(Saved entries)
▬▬▬▬▬▬▬▬▬▬

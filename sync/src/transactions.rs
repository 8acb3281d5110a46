/// Pending transaction ingestion.
///
/// When a node joins the network it asks a peer for the transactions that are
/// waiting to be forged, so its own pool does not start empty.
use containers::Transaction;
use libp2p_identity::PeerId;
use metrics::SyncMetrics;
use serde_json::Value;
use tracing::{debug, info, warn};

use crate::{
    error::SyncError,
    schema::{validate, FieldError, ValidationErrors, TRANSACTIONS_RESPONSE},
    types::{NetworkChannel, TransactionPool},
};

/// What happened to a batch of pending transactions.
#[derive(Debug, Clone, Copy, PartialEq, Eq, Default)]
pub struct PendingTransactionsReport {
    pub received: usize,
    pub accepted: usize,
    pub rejected: usize,
}

/// Fetch pending transactions from `peer_id` (or any peer) and hand them to the pool.
///
/// The whole response is checked before anything reaches the pool. Transactions the
/// pool rejects are logged and counted, never resubmitted.
pub async fn fetch_pending_transactions(
    channel: &dyn NetworkChannel,
    pool: &dyn TransactionPool,
    procedure: &str,
    peer_id: Option<&PeerId>,
    metrics: Option<&SyncMetrics>,
) -> Result<PendingTransactionsReport, SyncError> {
    let response = channel
        .invoke_from_network(procedure, peer_id, Value::Null)
        .await?;
    let peer = response.peer_id.or_else(|| peer_id.copied());

    validate(&TRANSACTIONS_RESPONSE, &response.data).map_err(|errors| SyncError::Schema {
        schema: TRANSACTIONS_RESPONSE.id,
        errors,
    })?;

    let transactions = decode_transactions(&response.data)?;

    debug!(
        peer = ?peer,
        num_transactions = transactions.len(),
        "Received pending transactions"
    );

    let mut report = PendingTransactionsReport {
        received: transactions.len(),
        ..Default::default()
    };

    for transaction in transactions {
        let id = transaction.id;
        let result = pool.add(transaction).await;
        if result.is_ok() {
            report.accepted += 1;
        } else {
            report.rejected += 1;
            warn!(
                transaction_id = %id,
                errors = ?result.errors,
                "Transaction pool rejected pending transaction"
            );
        }
    }

    if let Some(metrics) = metrics {
        metrics.inc_pending_transactions("accepted", report.accepted as u64);
        metrics.inc_pending_transactions("rejected", report.rejected as u64);
    }

    info!(
        peer = ?peer,
        received = report.received,
        accepted = report.accepted,
        rejected = report.rejected,
        "Loaded pending transactions from network"
    );

    Ok(report)
}

fn decode_transactions(data: &Value) -> Result<Vec<Transaction>, SyncError> {
    let entries = data
        .get("transactions")
        .and_then(Value::as_array)
        .map(Vec::as_slice)
        .unwrap_or_default();

    let mut transactions = Vec::with_capacity(entries.len());
    let mut errors = Vec::new();

    for (index, entry) in entries.iter().enumerate() {
        let decoded = entry
            .as_str()
            .map(Transaction::from_hex)
            .transpose()
            .map_err(|err| err.to_string());
        match decoded {
            Ok(Some(transaction)) => transactions.push(transaction),
            Ok(None) => errors.push(FieldError::new(
                format!("transactions[{index}]"),
                "should be string",
            )),
            Err(message) => errors.push(FieldError::new(format!("transactions[{index}]"), message)),
        }
    }

    if errors.is_empty() {
        Ok(transactions)
    } else {
        Err(SyncError::Schema {
            schema: TRANSACTIONS_RESPONSE.id,
            errors: ValidationErrors::new(errors),
        })
    }
}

▬▬▬▬▬▬▬▬▬▬

What you should do
A single integer is the expected output: the number of lines in the data that include the word "SyncMetrics".

Answer section
2